Appellant argues that the jury cumulated evidence. We consider it worth noting that the different verdicts with respect to the two charged counts of assault with intent to rape--not guilty with respect to the first incident and guilty with respect to the second--are indicia that the jury properly differentiated and separated the evidence relative to each count. See Nix v. State, 653 P.2d 1093, 1099 (Alaska Ct.App.1982). We hold that the trial court did not abuse its discretion in refusing the motions on this argued ground.
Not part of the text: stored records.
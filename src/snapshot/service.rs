//! Crawl, persist and diff cycle for one site
//!
//! The service owns a crawler, a snapshot store and a text generator. It is
//! the only place where crawl results meet persisted state.
//!
//! Calls for the same base URL must not overlap; the caller (normally the
//! [`Monitor`](super::Monitor)) serializes them.

use super::diff::{compute_diff, fingerprint_map, DiffReport};
use crate::crawler::{CrawlResult, SiteCrawler};
use crate::output::{load_statistics, LlmsTxtGenerator, SiteStatistics, TextGenerator};
use crate::storage::{PageRecord, Snapshot, SnapshotStore};
use crate::url::parse_strict;
use crate::{MonitorError, Result};
use std::sync::{Mutex, MutexGuard, PoisonError};

/// Coordinates crawls with the snapshot store
pub struct SnapshotService<C, S> {
    crawler: C,
    store: Mutex<S>,
    generator: Box<dyn TextGenerator>,
}

impl<C: SiteCrawler, S: SnapshotStore> SnapshotService<C, S> {
    /// Creates a service that renders `llms.txt` with [`LlmsTxtGenerator`]
    pub fn new(crawler: C, store: S) -> Self {
        Self::with_generator(crawler, store, Box::new(LlmsTxtGenerator))
    }

    /// Creates a service with a custom text generator
    pub fn with_generator(crawler: C, store: S, generator: Box<dyn TextGenerator>) -> Self {
        Self {
            crawler,
            store: Mutex::new(store),
            generator,
        }
    }

    /// Returns the crawler
    pub fn crawler(&self) -> &C {
        &self.crawler
    }

    /// Crawls a site, stores the snapshot and reports what changed
    ///
    /// # Flow
    ///
    /// 1. Validate `base_url`
    /// 2. Load the latest snapshot of the site and its pages, if any
    /// 3. Crawl and persist a new snapshot
    /// 4. Without a prior snapshot every crawled URL is reported as added;
    ///    otherwise the two fingerprint maps are diffed
    ///
    /// # Errors
    ///
    /// * `MonitorError::InvalidBaseUrl` - `base_url` is not an absolute URL
    ///   with a host; nothing is crawled or stored
    /// * `MonitorError::Storage` - reading the prior snapshot or saving the
    ///   new one failed; no partial snapshot is left behind
    /// * `MonitorError::Interrupted` - shutdown cut the crawl short; nothing
    ///   is stored
    pub async fn crawl_and_update(&self, base_url: &str) -> Result<DiffReport> {
        validate_base_url(base_url)?;

        let prior = self.prior_pages(base_url)?;

        let result = self.crawler.crawl(base_url).await;
        let snapshot = self.persist(&result)?;

        let report = match prior {
            None => {
                tracing::info!("First snapshot of {} taken", base_url);
                DiffReport::all_added(result.pages.iter().map(|p| p.url.as_str()))
            }
            Some(prior_pages) => {
                let old = fingerprint_map(
                    prior_pages
                        .iter()
                        .map(|p| (p.url.as_str(), p.content_hash.as_str())),
                );
                let new = fingerprint_map(result.fingerprints());
                compute_diff(&old, &new)
            }
        };

        tracing::info!(
            "Snapshot {} of {}: {}",
            snapshot.id,
            base_url,
            report
        );

        Ok(report)
    }

    /// Crawls a site and stores the snapshot without diffing
    pub async fn crawl_and_store(&self, base_url: &str) -> Result<Snapshot> {
        validate_base_url(base_url)?;

        let result = self.crawler.crawl(base_url).await;
        self.persist(&result)
    }

    /// Deletes every snapshot of a site, then crawls it from scratch
    pub async fn recrawl_fresh(&self, base_url: &str) -> Result<Snapshot> {
        validate_base_url(base_url)?;

        let removed = self.lock_store().delete_by_base_url(base_url)?;
        tracing::info!("Removed {} snapshots of {}", removed, base_url);

        self.crawl_and_store(base_url).await
    }

    /// Renders the latest snapshot of a site as `llms.txt`
    ///
    /// # Errors
    ///
    /// * `MonitorError::NotFound` - the site has no snapshot
    pub fn latest_text(&self, base_url: &str) -> Result<String> {
        let pages = self.latest_pages(base_url)?;
        Ok(self.generator.generate(base_url, Some(&pages)))
    }

    /// Returns the page records of the latest snapshot of a site
    pub fn latest_pages(&self, base_url: &str) -> Result<Vec<PageRecord>> {
        self.prior_pages(base_url)?
            .ok_or_else(|| MonitorError::NotFound {
                base_url: base_url.to_string(),
            })
    }

    /// Lists every site with at least one snapshot
    pub fn base_urls(&self) -> Result<Vec<String>> {
        Ok(self.lock_store().all_base_urls()?)
    }

    /// Per-site statistics for stored sites plus `extra_sites`
    pub fn statistics(&self, extra_sites: &[String]) -> Result<Vec<SiteStatistics>> {
        Ok(load_statistics(&*self.lock_store(), extra_sites)?)
    }

    fn prior_pages(&self, base_url: &str) -> Result<Option<Vec<PageRecord>>> {
        let store = self.lock_store();
        let Some(snapshot) = store.latest_snapshot(base_url)? else {
            return Ok(None);
        };
        let pages = store.pages_of_snapshot(snapshot.id)?;
        Ok(Some(pages))
    }

    fn persist(&self, result: &CrawlResult) -> Result<Snapshot> {
        if result.interrupted {
            return Err(MonitorError::Interrupted {
                base_url: result.base_url.clone(),
            });
        }

        let snapshot = self
            .lock_store()
            .save_snapshot(&result.base_url, &result.pages)?;
        Ok(snapshot)
    }

    fn lock_store(&self) -> MutexGuard<'_, S> {
        self.store.lock().unwrap_or_else(PoisonError::into_inner)
    }
}

/// Checks that `base_url` is an absolute URL with a host
pub fn validate_base_url(base_url: &str) -> Result<()> {
    let url = parse_strict(base_url).map_err(|e| MonitorError::InvalidBaseUrl {
        url: base_url.to_string(),
        reason: e.to_string(),
    })?;

    if url.host_str().map_or(true, str::is_empty) {
        return Err(MonitorError::InvalidBaseUrl {
            url: base_url.to_string(),
            reason: "URL has no host".to_string(),
        });
    }

    Ok(())
}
Appellant also contends that the prosecution's closing argument was prejudicial and constituted reversible error. The thrust of this argument is that the prosecution requested the jurors to view the evidence cumulatively. We find no error. Even assuming prosecutorial misconduct in the closing argument, the misconduct would have to have been shown to have materially contributed to the verdict. See State v. LePage, 102 Idaho 387, 396 n. 9, 630 P.2d 674, 683, cert. denied, 454 U.S. 1057, 102 S.Ct. 606, 70 L.Ed.2d 595 (1981). Here, because the jury was properly instructed in the law and because of the simple and distinct nature of the evidence, we conclude that, even if the prosecutor's comments were misconduct, that the comments did not materially contribute to the verdict. See State v. LePage, supra; State v. Griffiths, 101 Idaho 163, 167 n. 1, 610 P.2d 522, 526 (1980); State v. Garcia, 100 Idaho 108, 111, 594 P.2d 146, 149 (1979).

B.

The second potential source of prejudice under Foutz is not germane under the present circumstances. Since Abel's defense to each count was alibi, it is our opinion that he was not confounded in his defense by the joinder.

C.

The third source under the present circumstances involves the potential risk of prejudice. The risk is that the jury may conclude that the defendant while not guilty of the specific charged offense is a bad person and will reach a guilty verdict on that basis.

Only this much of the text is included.